Questa situazione ha messo in evidenza le fragilità intrinseche su cui si basa il nostro intero sistema di vita e di sussistenza. Ciononostante, sono convinta, che come avvenuto più volte nel passato – si pensi ad esempio al boom del dopoguerra – uno sconvolgimento catastrofico possa generare nell’essere umano un forte impulso di reazione che gli permette di ricostruire una nuova società e un nuovo benessere . Dipenderà dunque da noi dalla nostra voglia di ripartire e di ripensarci come collettività e come singoli la possibilità di ricreare un benessere generale e duraturo. In questo l’Arte potrebbe avere un ruolo centrale, recuperando i suoi contenuti di valore e di senso e abbandonando quell’allure di glamour e brandizzazione che non le appartiene».
Come avete riorganizzato il vostro lavoro?
«In primo luogo abbiamo dovuto pensare come poter lavorare a distanza e senza uno spazio fisico, quindi abbiamo dovuto affidarci ai nuovi strumenti che la tecnologia ci offre sia per lavorare fra di noi, come team, sia per poter presentare all’esterno i nostri progetti . A questo proposito stiamo riflettendo su quale possa essere il miglior linguaggio e strumento pe poter veicolare il messaggio di un artista in uno spazio virtuale.
Oltre a ciò abbiamo colto l’opportunità per riflettere su quali sia il nostro ruolo e nella società, da questa riflessione è nata la convinzione che l’Arte abbia sempre svolto la funzione di accelerante propulsivo di energie positive in grado di riflettersi concretamente nella vita quotidiana di ciascuno di noi . E’ così che abbiamo dato vita al progetto TOTAL RECALL. Community Art Project for Charity, un progetto artistico di rinascita a sostegno delle famiglie e delle persone in difficoltà assistite dall’Associazione San Fedele Onlus, nella divisione dell’Assistenza Sanitaria. Il progetto, curato da Rossella Farinotti, sarà in due fasi , una online sulla piattaforma Artsy e successivamente espositiva in Galleria. Il tutto inizierà il 16 aprile e avrà una durata di diversi mesi».

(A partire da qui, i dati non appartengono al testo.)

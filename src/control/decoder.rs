// Control word decoder
//
// The remote packs two input domains into one integer: the four buttons in
// bits 0-3 and the joystick in bits 4-7, both ordered UP, DOWN, LEFT, RIGHT.
// The joystick is folded onto the buttons, so either one alone (or both
// together) means the same thing.
//
// Decoding walks an ordered rule table. Every rule whose pattern matches
// fires, and a later rule overwrites the directions and speed of an earlier
// one. Multi-button inputs therefore resolve by table order:
//
//   UP+LEFT+RIGHT        -> forward, both motors at turn speed
//   UP+DOWN+LEFT         -> reverse (DOWN+LEFT fires last), left at turn speed
//   UP+DOWN+LEFT+RIGHT   -> reverse, both at turn speed
//   UP+DOWN, LEFT+RIGHT  -> no rule fires; directions stay latched, full speed

use tracing::{debug, info};

use crate::motor::{Direction, MotorActuator, MotorId};
use crate::motor::Direction::{Forward, Reverse};

/// Speed for straight runs and pivots
pub const CRUISE_SPEED: u8 = 100;

/// Speed of the inner motor on a soft turn
pub const TURN_SPEED: u8 = 40;

/// Folded control word: UP, DOWN, LEFT, RIGHT in bits 0-3
#[derive(Debug, Clone, Copy, PartialEq, Eq, Hash, Default)]
pub struct ControlWord(u8);

impl ControlWord {
    pub const UP: ControlWord = ControlWord(0x01);
    pub const DOWN: ControlWord = ControlWord(0x02);
    pub const LEFT: ControlWord = ControlWord(0x04);
    pub const RIGHT: ControlWord = ControlWord(0x08);

    const BUTTON_MASK: i32 = 0x0F;
    const JOYSTICK_MASK: i32 = 0xF0;

    /// Fold the joystick bits onto the button bits. Anything above bit 7 is
    /// dropped.
    pub fn fold(raw: i32) -> Self {
        let folded = ((raw & Self::JOYSTICK_MASK) >> 4) | (raw & Self::BUTTON_MASK);
        ControlWord(folded as u8)
    }

    pub fn bits(self) -> u8 {
        self.0
    }

    pub fn is_empty(self) -> bool {
        self.0 == 0
    }

    /// Every bit of `other` is set
    pub fn contains(self, other: ControlWord) -> bool {
        self.0 & other.0 == other.0
    }
}

/// How a rule's pattern is compared to the folded word
#[derive(Debug, Clone, Copy, PartialEq, Eq)]
pub enum Match {
    /// The word is exactly the pattern
    Exactly,
    /// The word has at least the pattern's bits, extra bits ignored
    AllOf,
}

/// One row of the decode table
#[derive(Debug, Clone, Copy)]
pub struct Rule {
    pub name: &'static str,
    pub pattern: ControlWord,
    pub matching: Match,
    pub left: Direction,
    pub right: Direction,
    /// Motor dropped to [`TURN_SPEED`], if any
    pub slow: Option<MotorId>,
}

impl Rule {
    pub fn matches(&self, word: ControlWord) -> bool {
        match self.matching {
            Match::Exactly => word == self.pattern,
            Match::AllOf => word.contains(self.pattern),
        }
    }
}

const fn rule(
    name: &'static str,
    pattern: ControlWord,
    matching: Match,
    left: Direction,
    right: Direction,
    slow: Option<MotorId>,
) -> Rule {
    Rule {
        name,
        pattern,
        matching,
        left,
        right,
        slow,
    }
}

const UP_LEFT: ControlWord = ControlWord(0x05);
const UP_RIGHT: ControlWord = ControlWord(0x09);
const DOWN_LEFT: ControlWord = ControlWord(0x06);
const DOWN_RIGHT: ControlWord = ControlWord(0x0A);

/// Decode table, in evaluation order. Later matches win.
pub const RULES: [Rule; 8] = [
    rule("Forward", ControlWord::UP, Match::Exactly, Forward, Forward, None),
    rule("Reverse", ControlWord::DOWN, Match::Exactly, Reverse, Reverse, None),
    rule("Left", ControlWord::LEFT, Match::Exactly, Forward, Reverse, None),
    rule("Right", ControlWord::RIGHT, Match::Exactly, Reverse, Forward, None),
    rule("Forward + Left", UP_LEFT, Match::AllOf, Forward, Forward, Some(MotorId::Left)),
    rule("Forward + Right", UP_RIGHT, Match::AllOf, Forward, Forward, Some(MotorId::Right)),
    rule("Reverse + Left", DOWN_LEFT, Match::AllOf, Reverse, Reverse, Some(MotorId::Left)),
    rule("Reverse + Right", DOWN_RIGHT, Match::AllOf, Reverse, Reverse, Some(MotorId::Right)),
];

/// What one motor should do after a decode
#[derive(Debug, Clone, Copy, PartialEq, Eq)]
pub struct MotorDrive {
    /// None leaves the direction the hardware already has
    pub direction: Option<Direction>,
    pub speed: u8,
}

/// Result of decoding one control word
#[derive(Debug, Clone, Copy, PartialEq, Eq)]
pub struct Drive {
    pub buttons: ControlWord,
    pub left: MotorDrive,
    pub right: MotorDrive,
}

impl Drive {
    /// Issue the drive to the motors: direction first, then speed, left then right
    pub fn apply<A: MotorActuator + ?Sized>(&self, motors: &mut A) {
        for (id, motor) in [(MotorId::Left, self.left), (MotorId::Right, self.right)] {
            if let Some(direction) = motor.direction {
                motors.set_direction(id, direction);
            }
            motors.set_speed(id, motor.speed);
        }
    }
}

/// Decode a raw control word into a drive intent
pub fn decode(raw: i32) -> Drive {
    let buttons = ControlWord::fold(raw);

    let mut left = MotorDrive {
        direction: None,
        speed: CRUISE_SPEED,
    };
    let mut right = left;

    for rule in RULES.iter().filter(|r| r.matches(buttons)) {
        info!("{}", rule.name);
        left.direction = Some(rule.left);
        right.direction = Some(rule.right);
        match rule.slow {
            Some(MotorId::Left) => left.speed = TURN_SPEED,
            Some(MotorId::Right) => right.speed = TURN_SPEED,
            _ => {}
        }
    }

    if buttons.is_empty() {
        info!("Stop");
        left.speed = 0;
        right.speed = 0;
    }

    debug!("Decoded 0x{:04X} -> {:?} L={:?} R={:?}", raw, buttons, left, right);
    Drive {
        buttons,
        left,
        right,
    }
}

Quali misure metterete in atto per attutire le difficoltà previste per il 2020?
«In primo luogo ci concentreremo nello sviluppare la tecnologia necessaria per proporre online l’Arte. La sfida sarà quella di non trasformare l’Arte in mero prodotto e mantenerne intatto il messaggio. Proprio riguardo a quest’ultimo punto stiamo potenziando la ricerca per poter proporre a collezionisti e curatori Artisti e progetti sempre di maggiore incisività Ci saranno molte novità al riguardo. Tutto verrà affrontato con una grande attenzione alla concretezza. Ci sarà un forte spending – review che taglierà tutto ciò che è superfluo».
Qual è il più grande ostacolo che sarete costretti a superare nei mesi a venire?
«La debolezza del sistema dell’Arte, l’essere delle individualità delle monadi che procedono da sole o per piccoli gruppi. E soprattutto l’assenza delle Istituzioni e il loro considerare il mercato, asse portante della produzione e sperimentazione artistica, come un nemico, anziché come un importante alleato e una risorsa».
Quale credete sia la debolezza più evidente che il sistema dell’arte ha mostrato in queste settimane?
«Le Fiere, o meglio l’eccesso di potere concesso ad esse, che ha dato vita ad un sistema viziato che ha trasformato l’Arte e gli artisti in un brand di moda, al pari di un paio di scarpe che si portano per una stagione, cosa contraria alla natura stessa dell’arte. E cosa ancora peggiore ha caricato l’arte di costi economici assolutamente non necessari».